But as the months went by, we began to see obstacles with the Twitter integration. The chief obstacle: The conference participants just aren't on Twitter. Fewer than 2% are active. You could fit all of us into a hotel elevator and easily have room for a room-service tray-table too.
The InformationWeek 500 community has been slow to adopt Twitter, just as they were not early adopters of blogs and, in the mid-90s, the Internet itself. I think there are a couple of reasons for this. InformationWeek's' core audience is IT managers for big businesses, and the IW500 serves the core of the core--CIO-level IT managers in big companies, and people with ambitions to get to that level. Each of these people are responsible for thousands of jobs and tens of millions of dollars in revenue; they're looking for technology that's proven workable. Twitter is still emerging technology, it's barely on their radar.
So we changed gears. Instead of trying to integrate our Twitter community into the conference, we instead sought to use the IW500 to create a Twitter community for InformationWeek.
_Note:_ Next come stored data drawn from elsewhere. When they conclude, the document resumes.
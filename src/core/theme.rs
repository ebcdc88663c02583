//! Light/dark theme selection and persistence.
//!
//! The initial theme is chosen in this order: the saved preference, then
//! night time (dark), then the system color scheme, then light.

use crate::config::{NIGHT_ENDS_HOUR, NIGHT_STARTS_HOUR, THEME_ATTRIBUTE, THEME_STORAGE_KEY};
use crate::core::error::ThemeError;
use crate::utils::dom;

#[derive(Clone, Copy, Debug, Default, PartialEq, Eq)]
pub enum Theme {
    #[default]
    Light,
    Dark,
}

impl Theme {
    pub fn as_str(self) -> &'static str {
        match self {
            Self::Light => "light",
            Self::Dark => "dark",
        }
    }

    pub fn parse(value: &str) -> Option<Self> {
        match value.trim() {
            "light" => Some(Self::Light),
            "dark" => Some(Self::Dark),
            _ => None,
        }
    }

    pub fn toggled(self) -> Self {
        match self {
            Self::Light => Self::Dark,
            Self::Dark => Self::Light,
        }
    }

    /// Tooltip for the toggle button while this theme is active.
    pub fn toggle_hint(self) -> &'static str {
        match self {
            Self::Light => "Switch to dark mode",
            Self::Dark => "Switch to light mode",
        }
    }
}

/// Whether `hour` (0-23) falls in the night window.
pub fn is_night(hour: u32) -> bool {
    hour < NIGHT_ENDS_HOUR || hour >= NIGHT_STARTS_HOUR
}

/// Pick the theme to start with.
pub fn resolve_initial(saved: Option<Theme>, hour: u32, system_dark: bool) -> Theme {
    match saved {
        Some(theme) => theme,
        None if is_night(hour) || system_dark => Theme::Dark,
        None => Theme::Light,
    }
}

/// Theme to start with, read from storage, the clock and `matchMedia`.
pub fn initial_theme() -> Theme {
    resolve_initial(load_saved(), dom::local_hour(), dom::prefers_dark())
}

/// Theme to switch to after the system color scheme reported `dark`.
///
/// `prev` is the previously reported value. Only an actual change is
/// followed, and never while a preference is saved.
pub fn follow_system(prev: Option<bool>, dark: bool, saved: Option<Theme>) -> Option<Theme> {
    match (prev, saved) {
        (Some(prev), None) if prev != dark => Some(if dark { Theme::Dark } else { Theme::Light }),
        _ => None,
    }
}

/// Read the saved preference from localStorage.
pub fn load_saved() -> Option<Theme> {
    let storage = dom::local_storage()?;
    let value = storage.get_item(THEME_STORAGE_KEY).ok()??;
    Theme::parse(&value)
}

/// Persist an explicit user choice.
pub fn save(theme: Theme) -> Result<(), ThemeError> {
    let storage = dom::local_storage().ok_or(ThemeError::StorageUnavailable)?;
    storage
        .set_item(THEME_STORAGE_KEY, theme.as_str())
        .map_err(|_| ThemeError::SaveFailed)
}

/// Set `data-theme` on the document root.
pub fn apply(theme: Theme) {
    dom::set_root_attribute(THEME_ATTRIBUTE, theme.as_str());
}


#[cfg(all(test, target_arch = "wasm32"))]
mod wasm_tests {
    use wasm_bindgen_test::*;

    use super::*;

    wasm_bindgen_test_configure!(run_in_browser);

    fn clear_saved() {
        if let Some(storage) = dom::local_storage() {
            let _ = storage.remove_item(THEME_STORAGE_KEY);
        }
    }

    #[wasm_bindgen_test]
    fn test_initial_theme_reads_system_scheme_synchronously() {
        clear_saved();
        let system_dark = dom::window()
            .and_then(|w| w.match_media(crate::config::PREFERS_DARK_QUERY).ok().flatten())
            .is_some_and(|list| list.matches());
        assert_eq!(dom::prefers_dark(), system_dark);
        assert_eq!(
            initial_theme(),
            resolve_initial(None, dom::local_hour(), system_dark)
        );
    }

    #[wasm_bindgen_test]
    fn test_initial_theme_prefers_saved() {
        save(Theme::Dark).unwrap();
        assert_eq!(initial_theme(), Theme::Dark);
        save(Theme::Light).unwrap();
        assert_eq!(initial_theme(), Theme::Light);
        clear_saved();
    }
}
//! File list of the selected folder.

use leptos::prelude::*;
use leptos_icons::Icon;

use super::empty_state::{EmptyState, Loading};
use crate::app::AppContext;
use crate::components::icons as ic;
use crate::config::messages;
use crate::models::{FileEntry, FileListView};

stylance::import_crate_style!(css, "src/components/browser/browser.module.css");

#[component]
pub fn FileList() -> impl IntoView {
    let ctx = use_context::<AppContext>().expect("AppContext must be provided");

    let list = Memo::new(move |_| ctx.browser.with(|s| s.file_list().clone()));
    let title = Memo::new(move |_| {
        ctx.browser.with(|s| {
            s.displayed_folder()
                .map(|f| s.folder_label(f))
                .unwrap_or_default()
        })
    });
    let count_label =
        Memo::new(move |_| ctx.browser.with(|s| s.file_count_label().unwrap_or_default()));

    view! {
        <section class=css::filePane aria-label="Files">
            <header class=css::paneHeader>
                <h2 class=css::paneTitle>{move || title.get()}</h2>
                <span class=css::paneMeta>{move || count_label.get()}</span>
            </header>
            {move || match list.get() {
                FileListView::Idle => view! {
                    <EmptyState message=messages::SELECT_FOLDER />
                }.into_any(),
                FileListView::Loading { .. } => view! { <Loading /> }.into_any(),
                FileListView::Empty { .. } => view! {
                    <EmptyState message=messages::EMPTY_FOLDER />
                }.into_any(),
                FileListView::Failed { .. } => view! {
                    <EmptyState message=messages::LOAD_FAILED error=true />
                }.into_any(),
                FileListView::Ready { folder, files } => view! {
                    <ul class=css::fileList role="listbox" aria-label="Files">
                        {files
                            .into_iter()
                            .map(|file| view! { <FileItem folder=folder.clone() file=file /> })
                            .collect_view()}
                    </ul>
                }.into_any(),
            }}
        </section>
    }
}

#[component]
fn FileItem(folder: String, file: FileEntry) -> impl IntoView {
    let ctx = use_context::<AppContext>().expect("AppContext must be provided");

    let name = file.name.clone();
    let name_for_active = file.name.clone();

    let is_active = Signal::derive(move || {
        ctx.browser
            .with(|s| s.highlighted_file() == Some(name_for_active.as_str()))
    });

    let item_class = move || {
        if is_active.get() {
            format!("{} {}", css::fileItem, css::active)
        } else {
            css::fileItem.to_string()
        }
    };

    view! {
        <li
            class=item_class
            on:click=move |_| ctx.select_file(folder.clone(), name.clone())
            role="option"
            tabindex="0"
            title=file.name.clone()
            aria-selected=move || is_active.get().to_string()
        >
            <span class=css::fileIcon aria-hidden="true"><Icon icon=ic::FILE_TEXT /></span>
            <div class=css::fileInfo>
                <div class=css::fileDate>{file.display_date.clone()}</div>
                <div class=css::fileMeta>{file.size.clone()}</div>
            </div>
        </li>
    }
}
Or, in other words, to help use the IW500 to promote Twitter, show how the service can be used to build discussions and conversations. We sent out an e-mail in advance encouraging people to sign up for Twitter if they were not already users, we decided on a hashtag, #iw500, to flag discussions of the event, and we posted real-time scrolls of that discussion on the enormous displays on the front of the conference room. We also made sure that several of the staff were ready to tweet about the conference, in order to seed discussion.
But, still, I was nervous. Sunday night, I shared my flop sweat with all of you.
And then the conference got rolling--and the Twitter integration worked. We had a nice, brisk discussion going on. You can find it here. People at the conference said they liked it, even people who'd been skeptical going in. And the people who didn't care for it said it wasn't too distracting.
I hope we do it again next year, and I have a whole list of things I'd do differently. Topmost among them: One of the conference participants said he thought the Twitter stream was useful for people outside the conference--people not attending--but not so much for people at the conference.
I thought about that, and I think he's right. And I think I know why. Mostly, we were reporting on what was being said at the conference. Why would conference participants want to watch a Twitter stream that told them what they just heard? Next year, we'll want to have more discussion and comments and questions. We did have some questions posted to the Twitter stream, but we should have more of that. The Twitter stream should add to the discussion, it shouldn't just repeat it.
Still, overall, the Twitter integration into the IW500 was a success. People were involved and engaged, and they were happy with it. I should never have been nervous. As a matter of fact, I never was nervous. No, no, I was always supremely confident it would go well. That's my story and I'm sticking to it.